These tips we’re written by Leo Babauta of ZenHabits

1. Take a shorter shower.
If you take long showers, consider cutting it short by a few minutes. You’ll conserve water, and the electricity needed to heat up the water, lowering your utility bills and reducing your energy consumption at the same time.
2. Use a rag or hand towel instead of napkins or paper towels.
Reusing items instead of using disposable items is almost always a better thing for the environment. Reduce the need to cut down trees, the power needed to turn them into napkins, and the space in the landfill once you throw them away.

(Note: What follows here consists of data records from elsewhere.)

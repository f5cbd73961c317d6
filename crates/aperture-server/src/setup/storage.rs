//! Storage setup and initialization

use anyhow::{Context, Result};
use aperture_core::Config;
use aperture_storage::{create_storage, Storage};
use std::sync::Arc;

pub async fn setup_storage(config: &Config) -> Result<Arc<dyn Storage>> {
    tracing::info!("Initializing storage...");
    let storage = create_storage(&config.storage)
        .await
        .context("Failed to initialize storage backend")?;
    tracing::info!(
        backend = ?storage.backend_type(),
        presigned_urls = storage.supports_presigned_urls(),
        "Storage initialized successfully"
    );
    Ok(storage)
}
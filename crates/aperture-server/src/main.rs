mod setup;

use aperture_core::Config;

#[tokio::main]
async fn main() -> Result<(), anyhow::Error> {
    let config = Config::from_env()?;

    let app = crate::setup::initialize_app(config).await?;

    tokio::signal::ctrl_c().await?;
    tracing::info!("Shutdown signal received");
    app.shutdown().await;

    Ok(())
}
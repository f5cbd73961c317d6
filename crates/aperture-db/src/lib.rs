//! Persistence port for assets and thumbnails
//!
//! [`AssetRepository`] is what the ingestion layer talks to. [`MemoryAssetRepository`]
//! backs tests and database-less deployments; [`PgAssetRepository`] stores rows in
//! PostgreSQL using the migrations under the workspace `migrations/` directory.

pub mod memory;
#[cfg(feature = "postgres")]
pub mod postgres;
pub mod repository;

pub use memory::MemoryAssetRepository;
#[cfg(feature = "postgres")]
pub use postgres::PgAssetRepository;
pub use repository::AssetRepository;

3. Don’t print at least once today.
Instead of automatically hitting the “print” button, think of whether you really need a hardcopy of that document. Can you email it instead? File it on your computer instead of your file cabinet? Read it on the computer instead of on paper? You don’t have to eliminate printing entirely, but holding off on that “print” button once in awhile could greatly reduce your paper consumption.
4. Carpool once this week.
Have a friend or family member or co-worker who makes roughly the same commute as you? Try riding together at least once. It save on fuel consumption, cuts your fuel spending, reduces greenhouse emissions, and you can get a good conversation at the same time.

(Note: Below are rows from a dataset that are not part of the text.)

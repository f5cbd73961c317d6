//! Task execution error types
//!
//! A task handler returns `anyhow::Error`. Wrapping it in [`TaskError`] lets the handler
//! tell the work queue whether another attempt can succeed.

use std::fmt;

/// Handler failure tagged as retryable or not
#[derive(Debug)]
pub struct TaskError {
    inner: anyhow::Error,
    recoverable: bool,
}

impl TaskError {
    /// The queue fails the task immediately, without retrying.
    ///
    /// Use for input that will not change between attempts, such as a missing asset
    /// record or an original that no longer exists in storage.
    pub fn unrecoverable(err: impl Into<anyhow::Error>) -> Self {
        Self {
            inner: err.into(),
            recoverable: false,
        }
    }

    /// The queue retries according to the task's retry budget.
    pub fn recoverable(err: impl Into<anyhow::Error>) -> Self {
        Self {
            inner: err.into(),
            recoverable: true,
        }
    }

    pub fn is_recoverable(&self) -> bool {
        self.recoverable
    }

    pub fn inner(&self) -> &anyhow::Error {
        &self.inner
    }

    pub fn into_inner(self) -> anyhow::Error {
        self.inner
    }

    /// True when `err` wraps a `TaskError` marked unrecoverable. Any other error counts
    /// as recoverable.
    pub fn is_unrecoverable(err: &anyhow::Error) -> bool {
        err.downcast_ref::<TaskError>()
            .map(|te| !te.is_recoverable())
            .unwrap_or(false)
    }
}

impl fmt::Display for TaskError {
    fn fmt(&self, f: &mut fmt::Formatter<'_>) -> fmt::Result {
        write!(f, "{}", self.inner)
    }
}

impl std::error::Error for TaskError {
    fn source(&self) -> Option<&(dyn std::error::Error + 'static)> {
        self.inner.source()
    }
}

impl From<anyhow::Error> for TaskError {
    fn from(err: anyhow::Error) -> Self {
        Self::recoverable(err)
    }
}

/// Mark a result's error as unrecoverable
pub trait TaskResultExt<T> {
    fn unrecoverable(self) -> Result<T, TaskError>;
}

impl<T, E: Into<anyhow::Error>> TaskResultExt<T> for Result<T, E> {
    fn unrecoverable(self) -> Result<T, TaskError> {
        self.map_err(|e| TaskError::unrecoverable(e.into()))
    }
}

#[cfg(test)]
mod tests {
    use super::*;

    #[test]
    fn unrecoverable_is_detected_through_anyhow() {
        let err: anyhow::Error = TaskError::unrecoverable(anyhow::anyhow!("asset missing")).into();
        assert!(TaskError::is_unrecoverable(&err));
        assert!(err.to_string().contains("asset missing"));
    }

    #[test]
    fn recoverable_and_plain_errors_are_retryable() {
        let err: anyhow::Error = TaskError::recoverable(anyhow::anyhow!("timeout")).into();
        assert!(!TaskError::is_unrecoverable(&err));

        let plain = anyhow::anyhow!("generic");
        assert!(!TaskError::is_unrecoverable(&plain));
    }

    #[test]
    fn from_anyhow_defaults_to_recoverable() {
        let err: TaskError = anyhow::anyhow!("Some error").into();
        assert!(err.is_recoverable());
    }

    #[test]
    fn result_ext_marks_unrecoverable() {
        let result: Result<(), anyhow::Error> = Err(anyhow::anyhow!("bad payload"));
        let task_result = result.unrecoverable();
        assert!(!task_result.unwrap_err().is_recoverable());
    }
}
use std::fmt::{Display, Formatter, Result as FmtResult};
use std::str::FromStr;

/// Storage backend variants
///
/// Chosen once from configuration at startup. `aws` is accepted as an alias of `s3`.
#[derive(Debug, Clone, Copy, PartialEq, Eq, Hash, serde::Serialize, serde::Deserialize)]
#[serde(rename_all = "lowercase")]
pub enum StorageBackend {
    Local,
    S3,
    Rclone,
}

impl StorageBackend {
    /// Whether the backend can issue presigned upload/download URLs.
    pub fn supports_presigned_urls(&self) -> bool {
        matches!(self, StorageBackend::S3)
    }
}

impl FromStr for StorageBackend {
    type Err = anyhow::Error;

    fn from_str(s: &str) -> Result<Self, Self::Err> {
        match s.trim().to_lowercase().as_str() {
            "local" => Ok(StorageBackend::Local),
            "s3" | "aws" => Ok(StorageBackend::S3),
            "rclone" => Ok(StorageBackend::Rclone),
            _ => Err(anyhow::anyhow!("Invalid storage backend: {}", s)),
        }
    }
}

impl Display for StorageBackend {
    fn fmt(&self, f: &mut Formatter<'_>) -> FmtResult {
        match self {
            StorageBackend::Local => write!(f, "local"),
            StorageBackend::S3 => write!(f, "s3"),
            StorageBackend::Rclone => write!(f, "rclone"),
        }
    }
}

5. Turn off the TV for an hour.
Reduce your energy consumption and get outside and play a sport. Or garden. Or just take a walk. You get healthy and enjoy the natural beauty of your surroundings.
6. Turn off the lights.
If you leave a room, even for a little while, turn off the lights. You don’t need it, and it’s wasting energy.

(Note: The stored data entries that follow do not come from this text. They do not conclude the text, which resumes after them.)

//! Background processing of a received asset
//!
//! Runs once per asset in PROCESSING: spool the original while hashing, verify its
//! integrity, extract metadata, generate thumbnails and move the asset to ACTIVE.
//! Metadata and thumbnails are optional steps; their failures are logged and the
//! asset still becomes ACTIVE. An unreadable original fails the asset.

use aperture_core::models::{Asset, AssetStatus, Thumbnail};
use aperture_core::{AppError, TaskError};
use aperture_db::AssetRepository;
use aperture_processing::{MetadataExtractor, ThumbnailGenerator};
use aperture_storage::{keys, Storage};
use anyhow::{anyhow, Context, Result};
use chrono::Utc;
use serde::Serialize;
use std::path::Path;
use std::sync::Arc;
use uuid::Uuid;

use crate::spool::{spool, stream_reader, suffix_for};

/// What a processing run did, stored as the task result.
#[derive(Debug, Clone, Default, PartialEq, Serialize)]
pub struct ProcessingSummary {
    pub asset_id: Uuid,
    pub status: Option<AssetStatus>,
    pub checksum: Option<String>,
    pub size_bytes: Option<u64>,
    pub metadata_extracted: bool,
    pub thumbnails_generated: usize,
    pub thumbnails_failed: usize,
    /// Set when the asset was not in PROCESSING and nothing was done
    pub skipped: bool,
}

#[derive(Clone)]
pub struct AssetProcessor {
    repo: Arc<dyn AssetRepository>,
    storage: Arc<dyn Storage>,
    metadata: MetadataExtractor,
    thumbnails: ThumbnailGenerator,
}

impl AssetProcessor {
    pub fn new(
        repo: Arc<dyn AssetRepository>,
        storage: Arc<dyn Storage>,
        metadata: MetadataExtractor,
        thumbnails: ThumbnailGenerator,
    ) -> Self {
        Self {
            repo,
            storage,
            metadata,
            thumbnails,
        }
    }

    /// Process `asset_id`.
    ///
    /// Errors wrapped as unrecoverable [`TaskError`]s have already failed the asset.
    /// Other errors are retryable; when `final_attempt` is set the asset is failed
    /// before the error is returned, so it never stays in PROCESSING.
    #[tracing::instrument(skip(self), fields(asset_id = %asset_id))]
    pub async fn process(&self, asset_id: Uuid, final_attempt: bool) -> Result<ProcessingSummary> {
        let asset = self
            .repo
            .get(asset_id)
            .await
            .context("Failed to load asset")?
            .ok_or_else(|| TaskError::unrecoverable(anyhow!("Asset {} not found", asset_id)))?;

        if asset.status != AssetStatus::Processing {
            tracing::info!(status = %asset.status, "Asset not in processing, skipping");
            return Ok(ProcessingSummary {
                asset_id,
                status: Some(asset.status),
                skipped: true,
                ..Default::default()
            });
        }

        let start = std::time::Instant::now();
        match self.run(&asset).await {
            Ok(summary) => {
                tracing::info!(
                    thumbnails = summary.thumbnails_generated,
                    duration_ms = start.elapsed().as_secs_f64() * 1000.0,
                    "Asset processed"
                );
                Ok(summary)
            }
            Err(e) => {
                if TaskError::is_unrecoverable(&e) || final_attempt {
                    self.fail_asset(asset_id, &e).await;
                }
                Err(e)
            }
        }
    }

    async fn run(&self, asset: &Asset) -> Result<ProcessingSummary> {
        let stream = match self.storage.download(&asset.storage_path).await {
            Ok(stream) => stream,
            Err(e) if e.is_not_found() => {
                return Err(TaskError::unrecoverable(anyhow!(
                    "Original {} is missing from storage",
                    asset.storage_path
                ))
                .into());
            }
            Err(e) => return Err(anyhow!(e).context("Failed to download original")),
        };

        let original = spool(stream_reader(stream), None, &suffix_for(&asset.storage_path))
            .await
            .context("Failed to read original")?;

        // Proxied uploads recorded the checksum at completion; direct uploads only
        // carry what the client declared.
        if let Some(expected) = asset.checksum.or(asset.declared_checksum) {
            if expected != original.checksum {
                return Err(TaskError::unrecoverable(anyhow!(
                    "Checksum mismatch: expected {}, computed {}",
                    expected,
                    original.checksum
                ))
                .into());
            }
        }

        let size_bytes = i64::try_from(original.size)
            .map_err(|_| TaskError::unrecoverable(anyhow!("Original too large to record")))?;

        let metadata_extracted = self.extract_metadata(asset, original.path()).await;
        let (thumbnails_generated, thumbnails_failed) =
            self.generate_thumbnails(asset, original.path()).await;

        self.repo
            .set_integrity(asset.id, original.checksum, size_bytes)
            .await
            .context("Failed to record checksum")?;

        let updated = self
            .repo
            .transition(asset.id, AssetStatus::Processing, AssetStatus::Active)
            .await
            .map_err(|e| TaskError::unrecoverable(anyhow!(e).context("Failed to activate asset")))?;

        Ok(ProcessingSummary {
            asset_id: asset.id,
            status: Some(updated.status),
            checksum: Some(original.checksum.to_hex()),
            size_bytes: Some(original.size),
            metadata_extracted,
            thumbnails_generated,
            thumbnails_failed,
            skipped: false,
        })
    }

    /// Returns whether any field was stored.
    async fn extract_metadata(&self, asset: &Asset, path: &Path) -> bool {
        let mut metadata = self.metadata.extract(path, asset.asset_type).await;
        if metadata.is_empty() {
            return false;
        }
        metadata.merge_missing(asset.metadata.clone());

        match self.repo.update_metadata(asset.id, &metadata).await {
            Ok(()) => true,
            Err(e) => {
                tracing::warn!(error = %e, "Failed to store extracted metadata");
                false
            }
        }
    }

    /// Returns `(stored, failed)` thumbnail counts.
    async fn generate_thumbnails(&self, asset: &Asset, path: &Path) -> (usize, usize) {
        if !self.thumbnails.can_generate_thumbnail(&asset.content_type) {
            tracing::debug!(content_type = %asset.content_type, "No thumbnails for content type");
            return (0, 0);
        }

        let outcomes = match self.thumbnails.generate_from_path(path).await {
            Ok(outcomes) => outcomes,
            Err(e) => {
                tracing::warn!(error = %e, "Failed to decode original for thumbnails");
                return (0, self.thumbnails.specs().len());
            }
        };

        let mut stored = 0;
        let mut failed = 0;
        for outcome in outcomes {
            let kind = outcome.kind;
            let thumb = match outcome.result {
                Ok(thumb) => thumb,
                Err(e) => {
                    tracing::warn!(kind = %kind, error = %e, "Thumbnail generation failed");
                    failed += 1;
                    continue;
                }
            };

            let thumb_path = keys::thumbnail_path(&asset.storage_path, kind.as_str(), thumb.extension);
            let size_bytes = thumb.data.len() as i64;
            if let Err(e) = self
                .storage
                .upload_bytes(&thumb_path, thumb.data, thumb.content_type)
                .await
            {
                tracing::warn!(kind = %kind, key = %thumb_path, error = %e, "Thumbnail upload failed");
                failed += 1;
                continue;
            }

            let record = Thumbnail {
                id: Uuid::new_v4(),
                asset_id: asset.id,
                kind,
                storage_path: thumb_path,
                content_type: thumb.content_type.to_string(),
                width: thumb.width.min(i32::MAX as u32) as i32,
                height: thumb.height.min(i32::MAX as u32) as i32,
                size_bytes,
                created_at: Utc::now(),
            };
            match self.repo.upsert_thumbnail(&record).await {
                Ok(_) => stored += 1,
                Err(e) => {
                    tracing::warn!(kind = %kind, error = %e, "Failed to record thumbnail");
                    failed += 1;
                }
            }
        }
        (stored, failed)
    }

    async fn fail_asset(&self, asset_id: Uuid, cause: &anyhow::Error) {
        match self
            .repo
            .transition(asset_id, AssetStatus::Processing, AssetStatus::Failed)
            .await
        {
            Ok(_) => tracing::error!(error = %cause, "Asset processing failed"),
            Err(e) => tracing::error!(
                error = %e,
                cause = %cause,
                "Failed to mark asset as failed"
            ),
        }
    }

    /// Fail an asset whose processing task gave up without reaching a verdict, e.g.
    /// because its last attempt timed out. No-op unless the asset is still PROCESSING.
    #[tracing::instrument(skip(self), fields(asset_id = %asset_id))]
    pub async fn abandon(&self, asset_id: Uuid, reason: &str) {
        match self
            .repo
            .transition(asset_id, AssetStatus::Processing, AssetStatus::Failed)
            .await
        {
            Ok(_) => tracing::error!(reason = %reason, "Asset processing abandoned"),
            Err(AppError::Conflict(_)) | Err(AppError::NotFound(_)) => {
                tracing::debug!("Asset already left processing")
            }
            Err(e) => tracing::error!(
                error = %e,
                reason = %reason,
                "Failed to mark abandoned asset as failed"
            ),
        }
    }
}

7. Use a coffee mug instead of disposable.
If you routinely use disposable cups at work or on the road, use a ceramic coffee cup or a travel mug, reducing the amount of trash you throw away.
8. Use CFC light bulbs.
If your light bulb burns out, replace it with a Compact Flourescent bulb (those spiral-looking ones). They’re more expensive, but if you just replace them one at a time, it doesn’t cost much, and the energy savings is great. And as they last longer, over the long run, you’ll save money.
9. Skip the foil and plastic wrap.
Use reusable plastic food containers to store leftovers or other food in the fridge and cabinets, instead of disposable material.
10. Inflate your tires.
Many people don’t realize that their tires are under-inflated. Check the recommended pressure for your tires, and fill them up to that pressure. It only takes a few minutes, but it will save you on fuel consumption (a little) and more importantly, make your tires last longer and reduce the rubber that’s worn off your tires.

11. Clean up.
If you go to the beach or a park, leave it cleaner than when you got there. Pick up some cans and other trash that were there when you arrived. Takes a couple minutes, and makes the world a nicer place to live in.
12. Talk to your kids about the environment.
Just a 5-minute conversation every now and then about fuel consumption, greenhouse emissions, wasting food and trash, energy consumption, preserving habitats … this can help educate your children about the issues that will be affecting them tomorrow. And an educated population will do more to help the environment than anything else.
13. Reuse printed paper.
If you have non-sensitive documents that have been printed out, but are no longer needed, try marking the printed side, and using the clean side for non-official printing. In fact, if you can get your office to do this, you’ll save tons of paper a year.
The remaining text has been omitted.